Journal of Discourses
From MormonWiki.org
"The Journal of Discourses is a 26 volume compilation of LDS presidents and apostles sermons, covering about 35 years. There were several men who were officially assigned by the LDS Church to record the talks... It is inconsistent of the Mormons to question the accuracy of the Journal of Discourses while the LDS leaders continue to quote from it. They never follow their quote with a disclaimer about the accuracy of the account. This issue only comes up when someone outside of Mormonism quotes something from their leaders that they are embarrassed about. It is a double standard." [1]
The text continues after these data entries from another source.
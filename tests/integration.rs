//! End-to-end tests for the HTTP API using wiremock for the target page and
//! the Gemini endpoint.

use std::time::Duration;

use page_summarizer::{
    api::routes::create_router,
    config::Config,
    llm::RetryPolicy,
    AppState,
};
use serde_json::{json, Value};
use tokio::net::TcpListener;
use wiremock::matchers::{body_json, header, method, path, query_param};
use wiremock::{Mock, MockServer, ResponseTemplate};

const GEMINI_PATH: &str = "/models/gemini-1.5-pro:generateContent";

fn test_config(gemini: &MockServer, api_key: Option<&str>) -> Config {
    Config {
        server_addr: "127.0.0.1:0".parse().unwrap(),
        gemini_api_key: api_key.map(String::from),
        gemini_api_base: gemini.uri(),
        gemini_model: "gemini-1.5-pro".to_string(),
        gemini_max_retries: 3,
    }
}

async fn spawn_app(config: Config) -> String {
    let mut state = AppState::new(&config).unwrap();
    state.summarizer = state
        .summarizer
        .with_retry_policy(RetryPolicy::new(3).with_base_delay(Duration::from_millis(10)));

    let listener = TcpListener::bind("127.0.0.1:0").await.unwrap();
    let addr = listener.local_addr().unwrap();
    tokio::spawn(async move {
        axum::serve(listener, create_router(state)).await.unwrap();
    });

    format!("http://{}", addr)
}

async fn post_scrape(app: &str, body: Value) -> (u16, Value) {
    let resp = reqwest::Client::new()
        .post(format!("{}/scrape", app))
        .json(&body)
        .send()
        .await
        .unwrap();
    let status = resp.status().as_u16();
    (status, resp.json().await.unwrap())
}

fn gemini_reply(text: &str) -> ResponseTemplate {
    ResponseTemplate::new(200).set_body_json(json!({
        "candidates": [{"content": {"parts": [{"text": text}], "role": "model"}}]
    }))
}

async fn mount_page(server: &MockServer, html: &str) {
    Mock::given(method("GET"))
        .and(path("/"))
        .respond_with(ResponseTemplate::new(200).set_body_raw(html, "text/html"))
        .mount(server)
        .await;
}

#[tokio::test]
async fn test_landing_page() {
    let gemini = MockServer::start().await;
    let app = spawn_app(test_config(&gemini, Some("test-key"))).await;

    let resp = reqwest::get(format!("{}/", app)).await.unwrap();
    assert_eq!(resp.status().as_u16(), 200);
    assert!(resp
        .headers()
        .get("content-type")
        .unwrap()
        .to_str()
        .unwrap()
        .starts_with("text/html"));
    assert!(resp.text().await.unwrap().contains("<form"));
}

#[tokio::test]
async fn test_missing_url_is_rejected() {
    let gemini = MockServer::start().await;
    Mock::given(method("POST"))
        .respond_with(gemini_reply("unused"))
        .expect(0)
        .mount(&gemini)
        .await;
    let app = spawn_app(test_config(&gemini, Some("test-key"))).await;

    for body in [json!({}), json!({"url": ""}), json!({"url": "   "}), json!({"url": null})] {
        let (status, body) = post_scrape(&app, body).await;
        assert_eq!(status, 400);
        assert_eq!(body, json!({"error": "Missing URL"}));
    }
}

#[tokio::test]
async fn test_invalid_body_is_rejected() {
    let gemini = MockServer::start().await;
    let app = spawn_app(test_config(&gemini, Some("test-key"))).await;

    let resp = reqwest::Client::new()
        .post(format!("{}/scrape", app))
        .header("content-type", "application/json")
        .body("not json")
        .send()
        .await
        .unwrap();

    assert_eq!(resp.status().as_u16(), 400);
    let body: Value = resp.json().await.unwrap();
    assert!(body["error"].as_str().unwrap().starts_with("Invalid request body"));
}

#[tokio::test]
async fn test_non_success_page_status_returns_500() {
    let target = MockServer::start().await;
    Mock::given(method("GET"))
        .and(path("/missing"))
        .respond_with(ResponseTemplate::new(404))
        .mount(&target)
        .await;

    let gemini = MockServer::start().await;
    Mock::given(method("POST"))
        .respond_with(gemini_reply("unused"))
        .expect(0)
        .mount(&gemini)
        .await;
    let app = spawn_app(test_config(&gemini, Some("test-key"))).await;

    let (status, body) = post_scrape(&app, json!({"url": format!("{}/missing", target.uri())})).await;

    assert_eq!(status, 500);
    let error = body["error"].as_str().unwrap();
    assert!(error.starts_with("Error:"), "unexpected error: {}", error);
    assert!(error.contains("404"));
}

#[tokio::test]
async fn test_unreachable_host_returns_500() {
    let gemini = MockServer::start().await;
    let app = spawn_app(test_config(&gemini, Some("test-key"))).await;

    let (status, body) = post_scrape(&app, json!({"url": "http://127.0.0.1:1/"})).await;

    assert_eq!(status, 500);
    assert!(body["error"].as_str().unwrap().starts_with("Error:"));
}

#[tokio::test]
async fn test_malformed_url_returns_500() {
    let gemini = MockServer::start().await;
    let app = spawn_app(test_config(&gemini, Some("test-key"))).await;

    let (status, body) = post_scrape(&app, json!({"url": "not a url"})).await;

    assert_eq!(status, 500);
    assert!(body["error"].as_str().unwrap().starts_with("Error:"));
}

#[tokio::test]
async fn test_end_to_end_summary() {
    let target = MockServer::start().await;
    mount_page(&target, "<html><body><p>Hello world</p></body></html>").await;

    let gemini = MockServer::start().await;
    Mock::given(method("POST"))
        .and(path(GEMINI_PATH))
        .and(query_param("key", "test-key"))
        .and(header("content-type", "application/json"))
        .and(body_json(json!({
            "contents": [{"parts": [{"text": "Summarize the following text in bullet points:\n\nHello world"}]}]
        })))
        .respond_with(gemini_reply("- point one\n- point two"))
        .expect(1)
        .mount(&gemini)
        .await;
    let app = spawn_app(test_config(&gemini, Some("test-key"))).await;

    let (status, body) = post_scrape(&app, json!({"url": target.uri()})).await;

    assert_eq!(status, 200);
    assert_eq!(body, json!({"summary": ["- point one", "- point two"]}));
}

#[tokio::test]
async fn test_missing_api_key_still_returns_200() {
    let target = MockServer::start().await;
    mount_page(&target, "<html><body><p>Hello world</p></body></html>").await;

    let gemini = MockServer::start().await;
    Mock::given(method("POST"))
        .respond_with(gemini_reply("unused"))
        .expect(0)
        .mount(&gemini)
        .await;
    let app = spawn_app(test_config(&gemini, None)).await;

    let (status, body) = post_scrape(&app, json!({"url": target.uri()})).await;

    assert_eq!(status, 200);
    assert_eq!(
        body,
        json!({"summary": ["Error: Missing Gemini API key in .env file."]})
    );
}

#[tokio::test]
async fn test_rate_limited_request_is_retried() {
    let target = MockServer::start().await;
    mount_page(&target, "<html><body><p>Hello world</p></body></html>").await;

    let gemini = MockServer::start().await;
    Mock::given(method("POST"))
        .and(path(GEMINI_PATH))
        .respond_with(ResponseTemplate::new(429))
        .up_to_n_times(1)
        .expect(1)
        .mount(&gemini)
        .await;
    Mock::given(method("POST"))
        .and(path(GEMINI_PATH))
        .respond_with(gemini_reply("- retried"))
        .expect(1)
        .mount(&gemini)
        .await;
    let app = spawn_app(test_config(&gemini, Some("test-key"))).await;

    let (status, body) = post_scrape(&app, json!({"url": target.uri()})).await;

    assert_eq!(status, 200);
    assert_eq!(body, json!({"summary": ["- retried"]}));
}

#[tokio::test]
async fn test_summarizer_failure_is_reported_in_summary() {
    let target = MockServer::start().await;
    mount_page(&target, "<html><body><p>Hello world</p></body></html>").await;

    let gemini = MockServer::start().await;
    Mock::given(method("POST"))
        .and(path(GEMINI_PATH))
        .respond_with(ResponseTemplate::new(500))
        .expect(1)
        .mount(&gemini)
        .await;
    let app = spawn_app(test_config(&gemini, Some("test-key"))).await;

    let (status, body) = post_scrape(&app, json!({"url": target.uri()})).await;

    assert_eq!(status, 200);
    let summary = body["summary"].as_array().unwrap();
    assert_eq!(summary.len(), 1);
    let line = summary[0].as_str().unwrap();
    assert!(line.starts_with("Error:"), "unexpected line: {}", line);
    assert!(!line.contains("test-key"));
}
This article is a stub. Please edit it to add information.
Contents |
Quotes
- "We live in a time when the Journal of Discourses is avoided as a source in LDS Church publications—the Deseret News being the preferred citation for nineteenth century sermons—and people squint suspiciously at the words of Young, Kimball and Grant (as a side note, the Church’s shorthand expert LaJean Carruth recently told me that the JoD is much more accurate than the DNews). As much as I prefer living in the modern Church, and as much as I believe many nineteenth-century sermons to not be appropriate for modern devotion, I believe we should neither forget nor disparage the Journal of Discourses." [2]
- "Not only was the JD published by the LDS Church (using both the Church's press and a commecial press in Liverpool, England), the discourses were nearly all previously published in the "doctrinal" section of either the Deseret Evening News or the Deseret Weekly News, on the Church's press in Salt Lake City. Not only that, but the texts of the discourses were sometimes shortened by the Church-appointed editors of the Deseret News, under either direct 1st Presidency supervision, or under apostolic supervision. In other words, when you read a Brigham Young General Conference Address in an old volume of the Deseret News, you know that Young approved the text, that his secretary, Elder Reynolds reviewed the text, and that editors like Elder Carrington double-checked the text, prior to publication in Utah and reprinting in the JD. If you are saying that Mormons, back in, say, 1865, could have walked up to BY during a Conference Talk, and told him that they refused to follow his instruction, as the Church's Living Prophet, you are simply wrong. Had you attempted to do that, you would have been put through a church court trial for disobedience to direct instruction from the Lord's Anointed. Now, 140 years later, Mormons seem to think that they can pick and choose which sentences from those discourses are the Word of God, and which are not. Isn't the determination of doctrine still an exclusive prerogative if the 1st Presidency? If instruction, advice, counsel, or inspired opinion of a former Living Prophet (or even of a high level GA) is to be overrulled, then doesn't that decision have to come from a higher level in the Church than a member who objects to which printing press was used to publish that communication (and in a foreign reprint edition, for heaven's sake!)" -Dale R. Broadhurst [3]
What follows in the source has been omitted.